Since when does everything regarding Linux have to be free?

I am sick of this juvenile attitude within the Linux community that everything has GOT to be free or it sucks.

To expound on your analogy, it's like you were given a car for free but:
a) You want the gas/ petrol to be free, too.
b) You may not have been given the tools to repair it for free BUT:
1) How many of us actually HAVE the time to repair our cars anyway?
2) Last time I BOUGHT a car, I wasn't given the tools to repair it.
3) Forget the fact that since the car is free, the mechanic's shop can charge me less to repair it since he didn't have to waste his hard earned money on the car to begin with.
4) Even if you WERE given the tools to repair your car (which you got for FREE) the population of this world (en masse) does not have the skills or more importantly the DESIRE to repair their own cars.)

What about all the time, energy, and resources which went into designing and manufacturing the car? Did you think all the artisans who designed and built the car should not have been paid for their services? How do you expect them to survive?

The Linux community is sounding more and more communistic. "Give me, give me, give me. You take care of me, I don't want to."

Granted, on paper communism is ideal, but in practice and reality haven't we learned that it just doesn't work?

For goodness sake.

Be thankful that we DO have speech recognition software. Closed or open, this is a proud day.
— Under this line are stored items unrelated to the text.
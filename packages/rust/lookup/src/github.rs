//! GitHub repository lookup via the REST API.

use std::time::Duration;

use async_trait::async_trait;
use reqwest::{Client, StatusCode};
use serde::Deserialize;
use tracing::debug;
use url::Url;

use stackpages_shared::{LookupsConfig, Result, VcsMetadata};

use crate::{LookupError, VcsLookup, build_client, endpoint};

/// Media type GitHub recommends for REST requests.
const ACCEPT: &str = "application/vnd.github+json";

/// VCS lookup backed by `GET /repos/{owner}/{name}`.
pub struct GitHubClient {
    client: Client,
    api: Url,
    token: Option<String>,
}

impl GitHubClient {
    pub fn new(api: Url, token: Option<String>, timeout: Duration) -> Result<Self> {
        Ok(Self {
            client: build_client(timeout)?,
            api,
            token,
        })
    }

    /// Build from the `[lookups]` config section, reading the token from its env var.
    pub fn from_config(config: &LookupsConfig) -> Result<Self> {
        Self::new(
            config.github_api()?,
            config.github_token(),
            Duration::from_secs(config.timeout_secs),
        )
    }
}

/// Subset of the repository payload we keep.
#[derive(Debug, Deserialize)]
struct RepoResponse {
    full_name: String,
    description: Option<String>,
    homepage: Option<String>,
    html_url: String,
    #[serde(default)]
    stargazers_count: u64,
    #[serde(default)]
    forks_count: u64,
    #[serde(default)]
    open_issues_count: u64,
    license: Option<LicenseResponse>,
    #[serde(default)]
    topics: Vec<String>,
    pushed_at: Option<String>,
}

#[derive(Debug, Deserialize)]
struct LicenseResponse {
    spdx_id: Option<String>,
}

impl From<RepoResponse> for VcsMetadata {
    fn from(repo: RepoResponse) -> Self {
        Self {
            full_name: repo.full_name,
            description: repo.description.filter(|d| !d.is_empty()),
            homepage: repo.homepage.filter(|h| !h.is_empty()),
            html_url: repo.html_url,
            stars: repo.stargazers_count,
            forks: repo.forks_count,
            open_issues: repo.open_issues_count,
            license: repo.license.and_then(|l| l.spdx_id),
            topics: repo.topics,
            pushed_at: repo.pushed_at,
        }
    }
}

#[async_trait]
impl VcsLookup for GitHubClient {
    async fn lookup(&self, owner: &str, name: &str) -> std::result::Result<VcsMetadata, LookupError> {
        if owner.is_empty() || name.is_empty() || owner.contains(':') {
            return Err(LookupError::InvalidReference(format!("{owner}/{name}")));
        }

        let url = endpoint(&self.api, &format!("repos/{owner}/{name}"));
        debug!(%url, "fetching repository metadata");

        let mut request = self.client.get(&url).header(reqwest::header::ACCEPT, ACCEPT);
        if let Some(token) = &self.token {
            request = request.bearer_auth(token);
        }

        let response = request
            .send()
            .await
            .map_err(|e| LookupError::Network(format!("{url}: {e}")))?;

        match response.status() {
            s if s.is_success() => {}
            StatusCode::NOT_FOUND => return Err(LookupError::NotFound(format!("{owner}/{name}"))),
            StatusCode::FORBIDDEN | StatusCode::TOO_MANY_REQUESTS => {
                return Err(LookupError::RateLimited(url));
            }
            s => {
                return Err(LookupError::Status {
                    url,
                    status: s.as_u16(),
                });
            }
        }

        let repo: RepoResponse = response
            .json()
            .await
            .map_err(|e| LookupError::Decode(format!("{url}: {e}")))?;

        Ok(repo.into())
    }

    fn source(&self) -> &str {
        "github"
    }
}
Bravo bravo I'm getting sick of the idealists as well!! Open source is very cool but software companies need to make money and since ibm is really doing cool stuff with linux get off there back!!!! Some people whine about everything. It always seems to be the gnome people whining whining grow up losers.

Craig

by anonymous (not verified)

I agree with your subject line. But maybe you ought to study a subject a bit before you attack somebody over it. Are you aware of such things as lisencing issues? Do you know that e.g. Debian wouldn't package KDE before QT became GPLd because it thought there was a lisencing conflict? Now I don't know anything about how the thing would integrate with QT but I think that it is possible that some kind of conflict with GPL would be born and I think this is the thing that people were commenting on.

Note, that in the message RK talked about free in the GNU way. This means not the price at all, as you assumed but the freedom to get and re-distribute the source code. Their worry is a good one and ought to be consider well and good, and not juvenile attitude of wanting everything for free (gratis).

In essence this makes you a big mouthed idiot who doesn't know what he is talking about.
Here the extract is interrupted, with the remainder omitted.